Discussion summary by Magdalena:
On the 21st of February we discussed the paper by Richard A. Watson and Eörs Szathmáry “How can evolution learn?”. In this opinion piece the authors pose a strong claim that “learning and evolution share common underlying principles both conceptually and formally”. They provide some examples when evolutionary processes could be explained by tools from learning theory.
The discussion was especially interesting as Alfredo Rago who is currently working in the group of Watson and is interested (among others) in the question whether “using evolutionary models inspired by learning processes can help us explain the incredible diversity of nature”. He could explain better the point of view of the authors and his own ideas.
However, we identified some issues with the paper and the claims of the authors, e.g.
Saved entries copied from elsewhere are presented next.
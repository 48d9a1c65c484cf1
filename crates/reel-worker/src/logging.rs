//! Structured task logging utilities.

use tracing::{error, info, warn, Span};

use reel_models::{UploadTask, VideoId};
use reel_queue::Delivery;

use crate::pipeline::Stage;

/// Logs task lifecycle events with the video id, message id and attempt attached.
#[derive(Debug, Clone)]
pub struct TaskLogger {
    video_id: VideoId,
    message_id: String,
    attempt: u32,
}

impl TaskLogger {
    pub fn new(task: &UploadTask, delivery: &Delivery) -> Self {
        Self {
            video_id: task.video_id,
            message_id: delivery.message_id.clone(),
            attempt: delivery.attempt,
        }
    }

    pub fn log_start(&self) {
        info!(
            video_id = %self.video_id,
            message_id = %self.message_id,
            attempt = self.attempt,
            "Task started"
        );
    }

    /// Log entry into a pipeline stage.
    pub fn log_stage(&self, stage: Stage) {
        info!(
            video_id = %self.video_id,
            message_id = %self.message_id,
            stage = stage.as_str(),
            "Task stage"
        );
    }

    pub fn log_warning(&self, stage: Stage, message: &str) {
        warn!(
            video_id = %self.video_id,
            message_id = %self.message_id,
            stage = stage.as_str(),
            "Task warning: {}", message
        );
    }

    pub fn log_error(&self, stage: Stage, message: &str) {
        error!(
            video_id = %self.video_id,
            message_id = %self.message_id,
            attempt = self.attempt,
            stage = stage.as_str(),
            "Task error: {}", message
        );
    }

    pub fn log_completion(&self, message: &str) {
        info!(
            video_id = %self.video_id,
            message_id = %self.message_id,
            attempt = self.attempt,
            "Task completed: {}", message
        );
    }

    pub fn video_id(&self) -> VideoId {
        self.video_id
    }

    pub fn attempt(&self) -> u32 {
        self.attempt
    }

    /// Create a tracing span for this task.
    pub fn create_span(&self) -> Span {
        tracing::info_span!(
            "ingest",
            video_id = %self.video_id,
            message_id = %self.message_id,
            attempt = self.attempt
        )
    }
}
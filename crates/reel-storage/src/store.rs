//! Durable object store abstraction.

use std::path::Path;

use async_trait::async_trait;

use crate::error::StorageResult;

/// Durable object storage reached by the ingestion worker.
///
/// Writing the same key twice overwrites the object, so uploads may be
/// repeated on redelivery.
#[async_trait]
pub trait ObjectStore: Send + Sync {
    /// Upload a local file under `key` and return its public URL.
    async fn put_file(&self, path: &Path, key: &str, content_type: &str) -> StorageResult<String>;

    /// Public URL an object stored under `key` is served from.
    fn public_url(&self, key: &str) -> String;
}
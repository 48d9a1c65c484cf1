//! Worker configuration.

use std::time::Duration;

use crate::retry::{RetryPolicy, MAX_RETRY_BACKOFF_SECS};

/// Worker configuration.
#[derive(Debug, Clone)]
pub struct WorkerConfig {
    /// Maximum tasks processed concurrently
    pub max_concurrent_tasks: usize,
    /// Maximum deliveries requested per fetch
    pub fetch_batch: usize,
    /// How long a fetch blocks waiting for new deliveries
    pub block: Duration,
    /// Backoff and dead-letter rule
    pub retry: RetryPolicy,
    /// How often the worker scans for stale deliveries
    pub claim_interval: Duration,
    /// Minimum idle time before a delivery can be claimed (crash recovery)
    pub claim_min_idle: Duration,
    /// How often due retries are moved back to the live stream
    pub promote_interval: Duration,
    /// Graceful shutdown timeout for in-flight tasks
    pub shutdown_timeout: Duration,
    /// Content type cover images are stored with
    pub cover_content_type: String,
    /// Port of the Prometheus exporter, if enabled
    pub metrics_port: Option<u16>,
}

impl Default for WorkerConfig {
    fn default() -> Self {
        Self {
            max_concurrent_tasks: 4,
            fetch_batch: 5,
            block: Duration::from_millis(1000),
            retry: RetryPolicy::default(),
            claim_interval: Duration::from_secs(30),
            claim_min_idle: Duration::from_secs(300), // 5 minutes
            promote_interval: Duration::from_millis(500),
            shutdown_timeout: Duration::from_secs(30),
            cover_content_type: "image/jpeg".to_string(),
            metrics_port: None,
        }
    }
}

fn env_parse<T: std::str::FromStr>(name: &str) -> Option<T> {
    std::env::var(name).ok().and_then(|s| s.parse().ok())
}

/// Non-zero duration from an integer env var; zero periods would stall or panic the loops.
fn env_duration(name: &str, unit: fn(u64) -> Duration) -> Option<Duration> {
    env_parse::<u64>(name).filter(|n| *n > 0).map(unit)
}

impl WorkerConfig {
    /// Create config from environment variables.
    pub fn from_env() -> Self {
        let defaults = Self::default();
        Self {
            max_concurrent_tasks: env_parse::<usize>("WORKER_MAX_TASKS")
                .filter(|n| *n > 0)
                .unwrap_or(defaults.max_concurrent_tasks),
            fetch_batch: defaults.fetch_batch,
            block: env_duration("WORKER_BLOCK_MS", Duration::from_millis)
                .unwrap_or(defaults.block),
            retry: RetryPolicy {
                max_attempts: env_parse("WORKER_MAX_ATTEMPTS")
                    .unwrap_or(defaults.retry.max_attempts),
                base_delay: env_parse("WORKER_RETRY_BASE_MS")
                    .map(Duration::from_millis)
                    .unwrap_or(defaults.retry.base_delay),
                max_delay: Duration::from_secs(
                    env_parse("WORKER_RETRY_MAX_SECS").unwrap_or(MAX_RETRY_BACKOFF_SECS),
                ),
            },
            claim_interval: env_duration("WORKER_CLAIM_INTERVAL_SECS", Duration::from_secs)
                .unwrap_or(defaults.claim_interval),
            claim_min_idle: env_duration("WORKER_CLAIM_MIN_IDLE_SECS", Duration::from_secs)
                .unwrap_or(defaults.claim_min_idle),
            promote_interval: env_duration("WORKER_PROMOTE_INTERVAL_MS", Duration::from_millis)
                .unwrap_or(defaults.promote_interval),
            shutdown_timeout: env_parse("WORKER_SHUTDOWN_TIMEOUT")
                .map(Duration::from_secs)
                .unwrap_or(defaults.shutdown_timeout),
            cover_content_type: std::env::var("WORKER_COVER_CONTENT_TYPE")
                .ok()
                .filter(|v| !v.trim().is_empty())
                .unwrap_or(defaults.cover_content_type),
            metrics_port: env_parse("METRICS_PORT"),
        }
    }
}
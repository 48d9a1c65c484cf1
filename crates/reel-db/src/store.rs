//! Metadata store abstraction.

use async_trait::async_trait;

use reel_models::{NewVideo, VideoId, VideoRecord};

use crate::error::DbResult;

/// Persistent store of video metadata rows.
#[async_trait]
pub trait VideoStore: Send + Sync {
    /// Insert a pending placeholder row and return its id.
    async fn create(&self, video: &NewVideo) -> DbResult<VideoId>;

    async fn get(&self, id: VideoId) -> DbResult<Option<VideoRecord>>;

    /// Persist URLs, status and failure reason of an existing row.
    ///
    /// Fails with `DbError::NotFound` when the row does not exist.
    async fn update(&self, record: &VideoRecord) -> DbResult<()>;

    /// Mark ingestion as permanently failed. A row that is already ready is left alone.
    async fn mark_failed(&self, id: VideoId, reason: &str) -> DbResult<()>;
}
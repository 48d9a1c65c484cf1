//! Shared data models for the reel ingestion pipeline.
//!
//! This crate provides Serde-serializable types for:
//! - The upload task envelope carried on the queue
//! - Video metadata records and their ingestion status

pub mod task;
pub mod video;

// Re-export common types
pub use task::{fallback_cover_url, TaskDecodeError, UploadTask, COVER_FALLBACK_SUFFIX};
pub use video::{IngestStatus, NewVideo, UserId, VideoId, VideoRecord};
//! Queue contract seen by publishers and consumers.

use std::time::Duration;

use async_trait::async_trait;

use reel_models::UploadTask;

use crate::error::QueueResult;

/// A message handed to a consumer.
///
/// The body is kept raw so that a malformed envelope can still be
/// acknowledged and discarded by the consumer.
#[derive(Debug, Clone, PartialEq, Eq)]
pub struct Delivery {
    /// Stream entry id
    pub message_id: String,
    /// Raw task payload
    pub body: String,
    /// Failed attempts before this delivery
    pub attempt: u32,
}

/// Entry counts across the live stream, the retry set and the dead-letter stream.
#[derive(Debug, Clone, Copy, Default, PartialEq, Eq)]
pub struct QueueDepth {
    pub live: u64,
    pub retrying: u64,
    pub dead: u64,
}

/// Publishing side of the task channel.
#[async_trait]
pub trait TaskPublisher: Send + Sync {
    /// Publish a task. Returns once the broker has accepted it.
    async fn publish(&self, task: &UploadTask) -> QueueResult<String>;
}

/// Consuming side of the task channel.
#[async_trait]
pub trait TaskConsumer: Send + Sync {
    /// Read new deliveries for `consumer`, waiting up to `block`.
    async fn fetch(&self, consumer: &str, count: usize, block: Duration)
        -> QueueResult<Vec<Delivery>>;

    /// Take over deliveries another consumer left idle for at least `min_idle`.
    async fn claim_stale(
        &self,
        consumer: &str,
        min_idle: Duration,
        count: usize,
    ) -> QueueResult<Vec<Delivery>>;

    /// Reset the idle time of a delivery still being processed by `consumer`,
    /// keeping it out of reach of [`TaskConsumer::claim_stale`].
    async fn touch(&self, consumer: &str, delivery: &Delivery) -> QueueResult<()>;

    /// Acknowledge a processed delivery.
    async fn ack(&self, delivery: &Delivery) -> QueueResult<()>;

    /// Acknowledge and discard a delivery that can never be processed.
    async fn reject(&self, delivery: &Delivery, reason: &str) -> QueueResult<()>;

    /// Acknowledge and schedule the task again after `delay` with its attempt bumped.
    async fn retry_later(&self, delivery: &Delivery, delay: Duration) -> QueueResult<()>;

    /// Acknowledge and move the task to the dead-letter stream.
    async fn dead_letter(&self, delivery: &Delivery, error: &str) -> QueueResult<()>;

    /// Move retries whose time has come back onto the live stream.
    async fn promote_due(&self, limit: usize) -> QueueResult<usize>;

    async fn depth(&self) -> QueueResult<QueueDepth>;
}
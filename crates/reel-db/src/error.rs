//! Metadata store error types.

use reel_models::VideoId;
use thiserror::Error;

pub type DbResult<T> = Result<T, DbError>;

#[derive(Debug, Error)]
pub enum DbError {
    #[error("Video not found: {0}")]
    NotFound(VideoId),

    #[error("Invalid row: {0}")]
    InvalidRow(String),

    #[error("Configuration error: {0}")]
    Config(String),

    #[error("Database error: {0}")]
    Sqlx(#[from] sqlx::Error),

    #[error("Migration failed: {0}")]
    Migrate(#[from] sqlx::migrate::MigrateError),
}

impl DbError {
    /// Returns true if the same operation may succeed when retried later.
    ///
    /// Connection-level failures are transient. A missing row, a row that
    /// cannot be decoded, bad configuration and failed migrations are not.
    pub fn is_transient(&self) -> bool {
        match self {
            DbError::Sqlx(e) => matches!(
                e,
                sqlx::Error::Io(_)
                    | sqlx::Error::PoolTimedOut
                    | sqlx::Error::PoolClosed
                    | sqlx::Error::WorkerCrashed
                    | sqlx::Error::Tls(_)
            ),
            DbError::NotFound(_)
            | DbError::InvalidRow(_)
            | DbError::Config(_)
            | DbError::Migrate(_) => false,
        }
    }
}

#[cfg(test)]
mod tests {
    use super::*;

    #[test]
    fn test_transient_classification() {
        assert!(DbError::Sqlx(sqlx::Error::PoolTimedOut).is_transient());
        assert!(DbError::Sqlx(sqlx::Error::Io(std::io::Error::new(
            std::io::ErrorKind::ConnectionReset,
            "reset"
        )))
        .is_transient());
        assert!(!DbError::Sqlx(sqlx::Error::RowNotFound).is_transient());
        assert!(!DbError::NotFound(VideoId(1)).is_transient());
        assert!(!DbError::InvalidRow("status 'archived'".into()).is_transient());
        assert!(!DbError::Config("DATABASE_URL not set".into()).is_transient());
    }
}
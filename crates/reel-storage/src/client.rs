//! S3-compatible object storage client.

use std::path::Path;
use std::time::Instant;

use async_trait::async_trait;
use aws_config::BehaviorVersion;
use aws_credential_types::Credentials;
use aws_sdk_s3::config::{Builder, Region};
use aws_sdk_s3::primitives::ByteStream;
use aws_sdk_s3::Client;
use tracing::{debug, info};

use crate::error::{StorageError, StorageResult};
use crate::store::ObjectStore;

/// Configuration for the S3 client.
#[derive(Debug, Clone)]
pub struct S3Config {
    /// S3 API endpoint (MinIO, R2, OSS...). `None` targets AWS.
    pub endpoint_url: Option<String>,
    /// Access key ID
    pub access_key_id: String,
    /// Secret access key
    pub secret_access_key: String,
    /// Bucket name
    pub bucket_name: String,
    /// Region
    pub region: String,
    /// Base URL objects are publicly served from, if different from the endpoint
    pub public_url: Option<String>,
}

impl S3Config {
    /// Create config from environment variables.
    pub fn from_env() -> StorageResult<Self> {
        Ok(Self {
            endpoint_url: non_empty_var("S3_ENDPOINT_URL"),
            access_key_id: std::env::var("S3_ACCESS_KEY_ID")
                .map_err(|_| StorageError::config_error("S3_ACCESS_KEY_ID not set"))?,
            secret_access_key: std::env::var("S3_SECRET_ACCESS_KEY")
                .map_err(|_| StorageError::config_error("S3_SECRET_ACCESS_KEY not set"))?,
            bucket_name: std::env::var("S3_BUCKET_NAME")
                .map_err(|_| StorageError::config_error("S3_BUCKET_NAME not set"))?,
            region: std::env::var("S3_REGION").unwrap_or_else(|_| "us-east-1".to_string()),
            public_url: non_empty_var("S3_PUBLIC_URL"),
        })
    }

    /// Public URL of an object.
    ///
    /// Path-style against the endpoint unless a public base URL is configured.
    pub fn object_url(&self, key: &str) -> String {
        let key = key.trim_start_matches('/');
        if let Some(ref base) = self.public_url {
            return format!("{}/{}", base.trim_end_matches('/'), key);
        }
        match self.endpoint_url {
            Some(ref endpoint) => format!(
                "{}/{}/{}",
                endpoint.trim_end_matches('/'),
                self.bucket_name,
                key
            ),
            None => format!(
                "https://{}.s3.{}.amazonaws.com/{}",
                self.bucket_name, self.region, key
            ),
        }
    }
}

fn non_empty_var(name: &str) -> Option<String> {
    std::env::var(name).ok().filter(|v| !v.trim().is_empty())
}

/// S3-compatible storage client.
#[derive(Clone)]
pub struct S3Client {
    client: Client,
    config: S3Config,
}

impl S3Client {
    /// Create a new client from configuration.
    pub async fn new(config: S3Config) -> StorageResult<Self> {
        let credentials = Credentials::new(
            &config.access_key_id,
            &config.secret_access_key,
            None,
            None,
            "reel",
        );

        let mut builder = Builder::new()
            .behavior_version(BehaviorVersion::latest())
            .region(Region::new(config.region.clone()))
            .credentials_provider(credentials);

        if let Some(ref endpoint) = config.endpoint_url {
            builder = builder.endpoint_url(endpoint).force_path_style(true);
        }

        let client = Client::from_conf(builder.build());

        Ok(Self { client, config })
    }

    /// Create from environment variables.
    pub async fn from_env() -> StorageResult<Self> {
        let config = S3Config::from_env()?;
        Self::new(config).await
    }

    pub fn bucket(&self) -> &str {
        &self.config.bucket_name
    }

    /// Upload a file.
    pub async fn upload_file(
        &self,
        path: impl AsRef<Path>,
        key: &str,
        content_type: &str,
    ) -> StorageResult<()> {
        let path = path.as_ref();
        debug!("Uploading {} to {}", path.display(), key);
        let started = Instant::now();

        let body = ByteStream::from_path(path).await.map_err(|e| {
            if !path.exists() {
                StorageError::not_found(path.display().to_string())
            } else {
                StorageError::upload_failed(e.to_string())
            }
        })?;

        self.client
            .put_object()
            .bucket(&self.config.bucket_name)
            .key(key)
            .body(body)
            .content_type(content_type)
            .send()
            .await
            .map_err(|e| StorageError::upload_failed(e.to_string()))?;

        info!(
            key = %key,
            elapsed_ms = started.elapsed().as_millis() as u64,
            "Uploaded {}",
            path.display()
        );
        Ok(())
    }

    /// Create the bucket if it does not exist yet.
    pub async fn ensure_bucket(&self) -> StorageResult<()> {
        if self
            .client
            .head_bucket()
            .bucket(&self.config.bucket_name)
            .send()
            .await
            .is_ok()
        {
            return Ok(());
        }

        match self
            .client
            .create_bucket()
            .bucket(&self.config.bucket_name)
            .send()
            .await
        {
            Ok(_) => {
                info!("Created bucket {}", self.config.bucket_name);
                Ok(())
            }
            Err(e) => {
                let msg = e.to_string();
                // Lost a creation race with another worker.
                if msg.contains("BucketAlreadyOwnedByYou") {
                    Ok(())
                } else {
                    Err(StorageError::AwsSdk(format!(
                        "Failed to create bucket {}: {}",
                        self.config.bucket_name, msg
                    )))
                }
            }
        }
    }

    /// Check connectivity by performing a head bucket operation.
    pub async fn check_connectivity(&self) -> StorageResult<()> {
        self.client
            .head_bucket()
            .bucket(&self.config.bucket_name)
            .send()
            .await
            .map_err(|e| StorageError::AwsSdk(format!("S3 connectivity check failed: {}", e)))?;
        Ok(())
    }
}

#[async_trait]
impl ObjectStore for S3Client {
    async fn put_file(&self, path: &Path, key: &str, content_type: &str) -> StorageResult<String> {
        self.upload_file(path, key, content_type).await?;
        Ok(self.public_url(key))
    }

    fn public_url(&self, key: &str) -> String {
        self.config.object_url(key)
    }
}
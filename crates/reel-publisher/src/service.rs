//! The `enqueue_upload` entry point.

use std::path::{Path, PathBuf};
use std::sync::Arc;

use tracing::{error, info, warn};
use validator::Validate;

use reel_db::VideoStore;
use reel_models::{NewVideo, UploadTask, VideoId};
use reel_queue::TaskPublisher;
use reel_storage::{cover_object_key, video_object_key, TempStaging, COVER_EXTENSION};

use crate::config::PublishConfig;
use crate::error::{PublishError, PublishResult};
use crate::metrics;
use crate::request::UploadRequest;

/// Accepts uploads and hands them to the ingestion worker.
pub struct PublishService {
    staging: TempStaging,
    videos: Arc<dyn VideoStore>,
    publisher: Arc<dyn TaskPublisher>,
    config: PublishConfig,
}

impl PublishService {
    pub fn new(
        config: PublishConfig,
        videos: Arc<dyn VideoStore>,
        publisher: Arc<dyn TaskPublisher>,
    ) -> Self {
        Self {
            staging: TempStaging::new(config.staging.clone()),
            videos,
            publisher,
            config,
        }
    }

    pub fn staging(&self) -> &TempStaging {
        &self.staging
    }

    /// Stage an upload, create its pending row and publish the ingestion task.
    ///
    /// Returns the id of the new video as soon as the task is on the queue.
    /// The row stays `Pending` until the worker has stored the asset.
    pub async fn enqueue_upload(&self, request: UploadRequest) -> PublishResult<VideoId> {
        let result = self.try_enqueue(request).await;
        if let Err(ref e) = result {
            metrics::record_publish_failure(e.stage());
        }
        result
    }

    async fn try_enqueue(&self, request: UploadRequest) -> PublishResult<VideoId> {
        request.validate()?;
        if request.bytes.len() > self.config.max_upload_bytes {
            return Err(PublishError::invalid(format!(
                "Upload is {} bytes, limit is {}",
                request.bytes.len(),
                self.config.max_upload_bytes
            )));
        }

        let staged = self.stage(&request).await?;

        let video = NewVideo::new(request.user_id, request.effective_title())
            .with_description(request.description.clone().unwrap_or_default());
        let video_id = match self.videos.create(&video).await {
            Ok(id) => id,
            Err(e) => {
                error!(user_id = request.user_id, "Failed to create placeholder: {}", e);
                self.discard(&staged).await;
                return Err(e.into());
            }
        };

        let task = UploadTask {
            video_id,
            video_path: staged.video.display().to_string(),
            cover_path: staged
                .cover
                .as_ref()
                .map(|p| p.display().to_string())
                .unwrap_or_default(),
            video_name: video_object_key(request.user_id, &request.extension()),
            cover_name: if staged.cover.is_some() {
                cover_object_key(request.user_id)
            } else {
                String::new()
            },
            content_type: request.effective_content_type(),
            user_id: request.user_id,
            title: video.title.clone(),
            description: video.description.clone(),
        };

        if let Err(e) = self.publisher.publish(&task).await {
            error!(video_id = %video_id, "Failed to publish upload task: {}", e);
            let reason = format!("publish failed: {}", e);
            if let Err(mark_err) = self.videos.mark_failed(video_id, &reason).await {
                warn!(video_id = %video_id, "Failed to mark video failed: {}", mark_err);
            }
            self.discard(&staged).await;
            return Err(PublishError::Queue {
                video_id,
                source: e,
            });
        }

        metrics::record_published(request.bytes.len());
        info!(
            video_id = %video_id,
            user_id = request.user_id,
            bytes = request.bytes.len(),
            has_cover = task.has_cover(),
            "Upload accepted"
        );
        Ok(video_id)
    }

    async fn stage(&self, request: &UploadRequest) -> PublishResult<StagedUpload> {
        let video = self.staging.stage(&request.bytes, &request.extension()).await?;

        let cover = match request.cover {
            Some(ref cover) => match self.staging.stage(&cover.bytes, COVER_EXTENSION).await {
                Ok(path) => Some(path),
                Err(e) => {
                    self.remove_quietly(&video).await;
                    return Err(e.into());
                }
            },
            None => None,
        };

        Ok(StagedUpload { video, cover })
    }

    async fn discard(&self, staged: &StagedUpload) {
        self.remove_quietly(&staged.video).await;
        if let Some(ref cover) = staged.cover {
            self.remove_quietly(cover).await;
        }
    }

    async fn remove_quietly(&self, path: &Path) {
        if let Err(e) = self.staging.remove(path).await {
            warn!(path = %path.display(), "Failed to remove staged file: {}", e);
        }
    }
}

struct StagedUpload {
    video: PathBuf,
    cover: Option<PathBuf>,
}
- The paper uses “learning theory” in the context of machine learning and artificial intelligence, which may lead to misunderstandings,
- The authors are not very detailed when discussing papers that supposedly support their claim. Some of them study only special cases of evolutionary processes and as such cannot provide a good support for the authors’ claims,
- The goals and processes of machine learning can be set in advance but that does not happen in evolution (see the section on evo-ego)
- While proposing new views and opinions is important in science and while studying similarities and differences between learning theory and evolutionary theories can lead to new insights, too strong claims and simplifications may lead to more harm than good
All in all, the authors did not convince us and we think (machine) learning and evolution may be analogous but they are not equivalent.